GOVERNO ATRASA REPASSE
Governo Federal atrasa pagamento de subvenção ao diesel, gerando impacto no setor de combustíveis
Empresas aguardam liberação de valores de até R$ 1,52 por litro, vencidos em 30 de abril. ANP cita dependência de dados da Receita Federal. O atraso afeta o fluxo de caixa das distribuidoras e pode impactar o consumidor.
O Governo Federal, por meio da Agência Nacional do Petróleo, Gás Natural e Biocombustíveis (ANP), ainda não liberou o pagamento da subvenção ao óleo diesel, um programa fundamental para estabilizar os preços do combustível no mercado nacional. Empresas do setor aguardam os repasses, que deveriam ter sido efetuados até 30 de abril, e a demora impacta severamente o fluxo de caixa das companhias, gerando incerteza sobre a capacidade de manter os preços ao consumidor. Esta situação crítica foi revelada nesta quinta-feira, 07 de maio de 2026, com informações da Folha de SP.

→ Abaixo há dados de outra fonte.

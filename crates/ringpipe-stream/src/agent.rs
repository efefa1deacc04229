//! The agent base: `ready`/`done`/`action` hooks plus single-operation
//! discipline.
//!
//! An [`Agent`] packages the three driver hooks with whatever state the
//! stage owns (rings, a source or sink, codec scratch). The [`AgentDriver`]
//! wraps it with an atomic mode so at most one driver operation runs at a
//! time: `apply` performs a single action (mode `Once`), `run_to_done` drives
//! the agent until its `done` predicate holds (mode `Loop`). Either way the
//! agent is observably back to `Idle` on every exit path, including a
//! cancelled operation future.

use crate::config::RunnerConfig;
use crate::error::PipeError;
use crate::runner;
use std::sync::atomic::{AtomicU8, Ordering};
use std::sync::Arc;

/// What an agent is currently doing.
#[derive(Debug, Clone, Copy, PartialEq, Eq)]
pub enum AgentMode {
    /// No operation in flight; the only state new operations start from.
    Idle,
    /// A single-action operation is in flight.
    Once,
    /// A run-to-completion operation is in flight.
    Loop,
}

impl AgentMode {
    fn from_u8(raw: u8) -> Self {
        match raw {
            1 => AgentMode::Once,
            2 => AgentMode::Loop,
            _ => AgentMode::Idle,
        }
    }
}

/// A pipeline stage driven by the cooperative poller.
///
/// `ready` reports whether the next `action` can make progress; `done`
/// reports that the stage will never make progress again (its input is
/// drained and its output latched). `action` performs one non-suspending unit
/// of work. `abort` is invoked when a driver operation fails or times out,
/// and should latch EOS on the stage's output so downstream stages observe a
/// normal end of stream.
pub trait Agent: Send {
    type Output: Send;

    fn ready(&mut self) -> bool;
    fn done(&mut self) -> bool;
    fn action(&mut self) -> Result<Self::Output, PipeError>;

    /// Terminal-failure hook; default does nothing.
    fn abort(&mut self) {}
}

/// Cloneable observer for an agent's mode.
#[derive(Debug, Clone)]
pub struct AgentStatus(Arc<AtomicU8>);

impl AgentStatus {
    pub fn mode(&self) -> AgentMode {
        AgentMode::from_u8(self.0.load(Ordering::Acquire))
    }

    pub fn is_idle(&self) -> bool {
        self.mode() == AgentMode::Idle
    }
}

/// Resets the mode to Idle when the operation ends, even if its future is
/// dropped mid-flight.
struct ModeGuard(Arc<AtomicU8>);

impl Drop for ModeGuard {
    fn drop(&mut self) {
        self.0.store(AgentMode::Idle as u8, Ordering::Release);
    }
}

/// Owns an agent and enforces one driver operation at a time.
pub struct AgentDriver<A: Agent> {
    agent: A,
    mode: Arc<AtomicU8>,
}

impl<A: Agent> AgentDriver<A> {
    pub fn new(agent: A) -> Self {
        Self {
            agent,
            mode: Arc::new(AtomicU8::new(AgentMode::Idle as u8)),
        }
    }

    /// A handle other tasks can use to observe this agent's mode.
    pub fn status(&self) -> AgentStatus {
        AgentStatus(Arc::clone(&self.mode))
    }

    pub fn is_idle(&self) -> bool {
        self.mode.load(Ordering::Acquire) == AgentMode::Idle as u8
    }

    /// Borrows the wrapped agent between operations.
    pub fn agent(&self) -> &A {
        &self.agent
    }

    pub fn into_inner(self) -> A {
        self.agent
    }

    fn enter(&self, target: AgentMode) -> Result<ModeGuard, PipeError> {
        self.mode
            .compare_exchange(
                AgentMode::Idle as u8,
                target as u8,
                Ordering::AcqRel,
                Ordering::Acquire,
            )
            .map_err(|_| PipeError::AlreadyBusy)?;
        Ok(ModeGuard(Arc::clone(&self.mode)))
    }

    /// Waits until the agent is ready, performs one action, returns to Idle.
    pub async fn apply(&mut self, cfg: &RunnerConfig) -> Result<A::Output, PipeError> {
        let _guard = self.enter(AgentMode::Once)?;
        let result = runner::apply(cfg, &mut self.agent, A::ready, A::action).await;
        self.settle(result)
    }

    /// Drives the agent until `done` holds, returning the last action result
    /// (`None` when the agent was already done). Returns to Idle either way.
    pub async fn run_to_done(
        &mut self,
        cfg: &RunnerConfig,
    ) -> Result<Option<A::Output>, PipeError> {
        let _guard = self.enter(AgentMode::Loop)?;
        let result = runner::run_loop(cfg, &mut self.agent, A::ready, A::done, A::action).await;
        self.settle(result)
    }

    /// Routes terminal failures through the agent's abort hook so its output
    /// ring latches EOS before the error surfaces.
    fn settle<R>(&mut self, result: Result<R, PipeError>) -> Result<R, PipeError> {
        if let Err(err) = &result {
            if err.is_terminal() {
                tracing::warn!(%err, "agent operation failed; latching downstream EOS");
                self.agent.abort();
            }
        }
        result
    }
}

O primeiro ressarcimento, referente às vendas de março, venceu em 30 de abril. No entanto, as companhias afirmam que a autorização pela Agência Nacional do Petróleo, Gás Natural e Biocombustíveis (ANP) ainda não ocorreu, deixando o setor em compasso de espera.
Grandes players como a Petrobras, importadoras e distribuidoras de menor porte estão entre as que aguardam os valores. As notas fiscais, conforme informam as empresas, foram devidamente enviadas à ANP, mas até o momento não houve retorno sobre a liberação dos montantes.
A Petrobras, em nota, esclareceu que “aguarda a verificação pela ANP dos dados comprobatórios apresentados para a efetivação dos pagamentos”, evidenciando a dependência da aprovação da agência para a concretização dos repasses.
A ANP, por sua vez, atribui o entrave à necessidade de acesso a dados da Receita Federal. A agência explica que um acordo de cooperação com o órgão federal está em negociação para viabilizar a troca de informações essenciais à liberação dos recursos, o que prolonga a incerteza para o mercado.
O programa de subvenção estabelece o pagamento de R$ 1,52 por litro de diesel importado e R$ 1,12 por litro do combustível nacional. O benefício é destinado a empresas que comercializam o produto abaixo de um preço-teto estipulado pelo Governo, visando proteger o poder de compra do consumidor final.
Inicialmente, o Governo Federal prometeu repasses em até 15 dias após o fechamento de cada mês, mas o prazo foi estendido para 30 dias. Mesmo com essa ampliação, as distribuidoras criticam a lentidão, apontando o impacto direto no fluxo de caixa e na capacidade de planejamento financeiro, o que pode comprometer a oferta e os preços.
Ademais, uma parcela significativa das empresas optou por não aderir ao programa, citando incertezas quanto às regras de repasse dos preços ao consumidor final e a fiscalização das margens de lucro nos postos. Essa hesitação demonstra a complexidade e a falta de clareza na implementação do benefício, reduzindo sua abrangência.
Até o momento, apenas a Petrobras e a Refinaria de Mataripe participam ativamente do programa. Entre as grandes distribuidoras, somente a Vibra aderiu, enquanto Ipiranga e Raízen optaram por manter-se de fora, o que levanta questões sobre a efetividade e atratividade da iniciativa.
Embora o preço do diesel nos postos brasileiros tenha recuado nas últimas semanas após um pico devido às tensões internacionais, ele ainda se mantém acima dos valores anteriores ao conflito. O atraso na subvenção ameaça essa estabilização, potencialmente elevando novamente o custo para o consumidor e para setores vitais como o de transportes, impactando diretamente a economia e a vida dos cidadãos.